However, I modified your example because I disagree with some of your formulas. So you and I are not looking at the same results. YMMV. Bottom line: "to each his own".
JoeUser2004, the idea here is to calculate the Training MAPE using different methods and then compare the results. The sample I sent you is just one variation that I am trying out. There's quite a few permutations and combinations one could try. You could have a model with multiplicative or additive seasonality, or multiplicative or additive trend. Then there's also ARIMA. You could also go one step further and decide on either quarterly/monthly/yearly buckets for the seasonality.
Since I am forecasting for 300+ products, it is highly unlikely that there is going to be one configuration that will give me the minimum value for the Training MAPE since each product is going to have it's own demand profile.
Jack6627 wrote: ``Since I am forecasting for 300+ products, it is highly unlikely that there is going to be one configuration that will give me the minimum value for the Training MAPE since each product``
First, you did not acknowledge my remedy for your GRG Nonlinear problem, which is the __Excel__ question that you asked. Did you see that? Is it "working" for you now, insofar as it produces __something__ that seems reasonable?
Second, I forgot that you mentioned "300+ products" before. I suspect that using Solver, especially manually, is not really a good way for you to determine an "optimal" alpha, beta and gamma -- if they are even "optimal" by your measure.

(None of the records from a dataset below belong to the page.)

//! Search-match highlighting support.

/// A piece of text, flagged when it is part of a search match.
#[derive(Debug, Clone, PartialEq, Eq)]
pub struct TextSegment {
    pub text: String,
    pub is_match: bool,
}

impl TextSegment {
    fn plain(text: &str) -> Self {
        Self {
            text: text.to_string(),
            is_match: false,
        }
    }

    fn matched(text: &str) -> Self {
        Self {
            text: text.to_string(),
            is_match: true,
        }
    }
}

/// Splits `text` into plain and matched segments (case-insensitive).
///
/// When lowercasing changes the byte length of `text` (some non-ASCII
/// characters do), byte offsets of the lowercased copy cannot be mapped back,
/// so the whole text is returned as one plain segment.
///
/// `filter` is not trimmed: the marked text is exactly what
/// [`Searchable::matches_filter`](crate::shared::list::Searchable) matched.
pub fn split_matches(text: &str, filter: &str) -> Vec<TextSegment> {
    let filter_lower = filter.to_lowercase();
    let text_lower = text.to_lowercase();

    if filter_lower.is_empty() || text_lower.len() != text.len() {
        return vec![TextSegment::plain(text)];
    }

    let mut parts = Vec::new();
    let mut last_pos = 0;

    while let Some(pos) = text_lower[last_pos..].find(&filter_lower) {
        let start = last_pos + pos;
        let end = start + filter_lower.len();
        if !text.is_char_boundary(start) || !text.is_char_boundary(end) {
            break;
        }
        if start > last_pos {
            parts.push(TextSegment::plain(&text[last_pos..start]));
        }
        parts.push(TextSegment::matched(&text[start..end]));
        last_pos = end;
    }

    if last_pos < text.len() {
        parts.push(TextSegment::plain(&text[last_pos..]));
    }

    parts
}

#[cfg(test)]
mod tests {
    use super::*;
    use crate::domain::a001_order::mock;
    use crate::domain::a001_order::query::OrdersQuery;

    #[test]
    fn test_split_matches_marks_every_occurrence() {
        let parts = split_matches("Landing Page", "an");
        assert_eq!(
            parts,
            vec![
                TextSegment::plain("L"),
                TextSegment::matched("an"),
                TextSegment::plain("ding Page"),
            ]
        );

        let parts = split_matches("CM9801", "cm");
        assert_eq!(parts, vec![TextSegment::matched("CM"), TextSegment::plain("9801")]);
    }

    #[test]
    fn test_split_matches_keeps_surrounding_spaces() {
        assert_eq!(
            split_matches("Kate Morrison", "kate "),
            vec![TextSegment::matched("Kate "), TextSegment::plain("Morrison")]
        );
        assert_eq!(split_matches("Kate", "kate "), vec![TextSegment::plain("Kate")]);
    }

    #[test]
    fn test_split_matches_agrees_with_order_search() {
        let orders = mock::orders().unwrap();
        for term in ["kate ", " page", "CM98", "a"] {
            let query = OrdersQuery {
                search_term: term.to_string(),
                ..OrdersQuery::default()
            };
            for order in orders.iter() {
                let highlighted = [&order.user, &order.project, &order.id]
                    .iter()
                    .any(|field| split_matches(field, term).iter().any(|s| s.is_match));
                assert_eq!(highlighted, query.matches(order), "{} / {:?}", order.id, term);
            }
        }
    }

    #[test]
    fn test_split_matches_without_filter() {
        assert_eq!(split_matches("Drew Cano", ""), vec![TextSegment::plain("Drew Cano")]);
        assert_eq!(split_matches("Drew Cano", "xyz"), vec![TextSegment::plain("Drew Cano")]);
    }
}
use serde::{Deserialize, Serialize};

use super::aggregate::{OrderRecord, OrderSortKey, OrderStatus};
use crate::shared::list::{filter_list, sort_list, Searchable, SortOrder};

/// Status restriction of the order list.
#[derive(Debug, Clone, Copy, PartialEq, Eq, Default, Serialize, Deserialize)]
pub enum StatusFilter {
    #[default]
    All,
    Only(OrderStatus),
}

impl StatusFilter {
    pub fn accepts(&self, status: OrderStatus) -> bool {
        match self {
            StatusFilter::All => true,
            StatusFilter::Only(wanted) => *wanted == status,
        }
    }

    /// Value used by the `<select>` in the action bar.
    pub fn code(&self) -> &'static str {
        match self {
            StatusFilter::All => "all",
            StatusFilter::Only(status) => status.code(),
        }
    }

    /// Unknown codes fall back to `All`.
    pub fn from_code(code: &str) -> Self {
        OrderStatus::from_code(code)
            .map(StatusFilter::Only)
            .unwrap_or(StatusFilter::All)
    }

    pub fn label(&self) -> &'static str {
        match self {
            StatusFilter::All => "All statuses",
            StatusFilter::Only(status) => status.display_name(),
        }
    }

    pub fn options() -> Vec<StatusFilter> {
        std::iter::once(StatusFilter::All)
            .chain(OrderStatus::all().into_iter().map(StatusFilter::Only))
            .collect()
    }
}

/// Search, status and sort criteria of the order list.
#[derive(Debug, Clone, PartialEq, Eq, Default, Serialize, Deserialize)]
pub struct OrdersQuery {
    pub search_term: String,
    pub status_filter: StatusFilter,
    pub sort_by: OrderSortKey,
    pub sort_order: SortOrder,
}

impl OrdersQuery {
    /// Search (on `user`, `project`, `id`) AND status.
    pub fn matches(&self, order: &OrderRecord) -> bool {
        (self.search_term.is_empty() || order.matches_filter(&self.search_term))
            && self.status_filter.accepts(order.status)
    }

    /// Filters, then sorts. The result is always a subset of `orders`.
    pub fn apply(&self, orders: &[OrderRecord]) -> Vec<OrderRecord> {
        let mut filtered: Vec<OrderRecord> = filter_list(orders, &self.search_term)
            .into_iter()
            .filter(|order| self.status_filter.accepts(order.status))
            .cloned()
            .collect();
        sort_list(&mut filtered, self.sort_by, self.sort_order);
        filtered
    }

    /// Header click: the active column flips direction, another column starts ascending.
    pub fn toggle_sort(&mut self, key: OrderSortKey) {
        if self.sort_by == key {
            self.sort_order = self.sort_order.reversed();
        } else {
            self.sort_by = key;
            self.sort_order = SortOrder::Asc;
        }
    }
}

#[cfg(test)]
mod tests {
    use super::*;
    use crate::domain::a001_order::mock;

    fn ids(orders: &[OrderRecord]) -> Vec<&str> {
        orders.iter().map(|o| o.id.as_str()).collect()
    }

    fn query(search: &str) -> OrdersQuery {
        OrdersQuery {
            search_term: search.to_string(),
            ..OrdersQuery::default()
        }
    }

    #[test]
    fn test_empty_search_returns_everything() {
        let orders = mock::orders().unwrap();
        assert_eq!(query("").apply(&orders).len(), orders.len());
    }

    #[test]
    fn test_search_matches_user_project_or_id_ignoring_case() {
        let orders = mock::orders().unwrap();
        for term in ["kate", "LANDING", "cm98", "9805", "crm", "x"] {
            let found = query(term).apply(&orders);
            let needle = term.to_lowercase();
            for order in &found {
                assert!(
                    order.user.to_lowercase().contains(&needle)
                        || order.project.to_lowercase().contains(&needle)
                        || order.id.to_lowercase().contains(&needle),
                    "{} should not match {}",
                    order.id,
                    term
                );
            }
            let expected = orders.iter().filter(|o| query(term).matches(o)).count();
            assert_eq!(found.len(), expected);
        }
    }

    #[test]
    fn test_search_kate() {
        let orders = mock::orders().unwrap();
        let found = query("Kate").apply(&orders);
        let mut found_ids = ids(&found);
        found_ids.sort();
        assert_eq!(found_ids, vec!["CM9802", "CM9807"]);
        assert!(found.iter().all(|o| o.user == "Kate Morrison"));
    }

    #[test]
    fn test_address_is_not_searched() {
        let orders = mock::orders().unwrap();
        assert!(query("Oakland").apply(&orders).is_empty());
    }

    #[test]
    fn test_status_filter_rejected() {
        let orders = mock::orders().unwrap();
        let q = OrdersQuery {
            status_filter: StatusFilter::Only(OrderStatus::Rejected),
            sort_by: OrderSortKey::Id,
            sort_order: SortOrder::Asc,
            ..OrdersQuery::default()
        };
        assert_eq!(ids(&q.apply(&orders)), vec!["CM9805", "CM9810"]);
    }

    #[test]
    fn test_search_and_status_combine() {
        let orders = mock::orders().unwrap();
        let q = OrdersQuery {
            search_term: "landing".to_string(),
            status_filter: StatusFilter::Only(OrderStatus::InProgress),
            sort_by: OrderSortKey::Id,
            sort_order: SortOrder::Asc,
        };
        assert_eq!(ids(&q.apply(&orders)), vec!["CM9801", "CM9806"]);
    }

    #[test]
    fn test_default_sort_is_date_descending() {
        let orders = mock::orders().unwrap();
        let sorted = OrdersQuery::default().apply(&orders);
        // Relative dates do not parse: they keep their original order ahead of
        // the calendar-dated records.
        assert_eq!(
            ids(&sorted),
            vec![
                "CM9801", "CM9802", "CM9803", "CM9804", "CM9806", "CM9807", "CM9808", "CM9809",
                "CM9805", "CM9810"
            ]
        );
    }

    #[test]
    fn test_sort_by_user_is_case_insensitive_and_stable() {
        let mut orders = mock::orders().unwrap();
        orders[0].user = "andi lane".to_string();
        let q = OrdersQuery {
            sort_by: OrderSortKey::User,
            sort_order: SortOrder::Asc,
            ..OrdersQuery::default()
        };
        let sorted = q.apply(&orders);
        assert_eq!(&ids(&sorted)[..3], &["CM9801", "CM9805", "CM9810"]);
    }

    #[test]
    fn test_sort_by_status_uses_codes() {
        let orders = mock::orders().unwrap();
        let q = OrdersQuery {
            sort_by: OrderSortKey::Status,
            sort_order: SortOrder::Desc,
            ..OrdersQuery::default()
        };
        let statuses: Vec<_> = q.apply(&orders).iter().map(|o| o.status).collect();
        assert_eq!(statuses[0], OrderStatus::Rejected);
        assert_eq!(statuses[9], OrderStatus::Approved);
    }

    #[test]
    fn test_toggle_sort() {
        let mut q = OrdersQuery::default();
        q.toggle_sort(OrderSortKey::Date);
        assert_eq!(q.sort_order, SortOrder::Asc);
        q.toggle_sort(OrderSortKey::User);
        assert_eq!((q.sort_by, q.sort_order), (OrderSortKey::User, SortOrder::Asc));
        q.toggle_sort(OrderSortKey::User);
        assert_eq!(q.sort_order, SortOrder::Desc);
    }

    #[test]
    fn test_status_filter_codes() {
        assert_eq!(StatusFilter::from_code("all"), StatusFilter::All);
        assert_eq!(
            StatusFilter::from_code("approved"),
            StatusFilter::Only(OrderStatus::Approved)
        );
        assert_eq!(StatusFilter::from_code("bogus"), StatusFilter::All);
        assert_eq!(StatusFilter::options().len(), 6);
    }
}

At the very least, Solver can be implemented in a macro. And the macro could be "instructed" to apply Solver repetitively to each of the products. Do you need help with that?
If so, we would need an example Excel file that demonstrates how you would organize sample data (included) for 2 or more products.
Finally, what is the earliest version of Excel that are you working with? Why aren't you using FORECAST.ETS?
My version of Excel does not support that; nor does free (non-premium) Excel Online. But I believe that FORECAST.ETS calculates alpha, beta and gamma internally. So there might be a different (better?) way to do that.
The wikipage does not provide any real insight, except for "use an optimization tool" (like Solver). You might search for a better explanation. IIRC, MSFT has not documented its internal methods. But I doubt that it relies on Solver per se internally.
Good luck! And thanks for __not__ using FORECAST.ETS, for my own edification. You have motivated me to explore this methodology.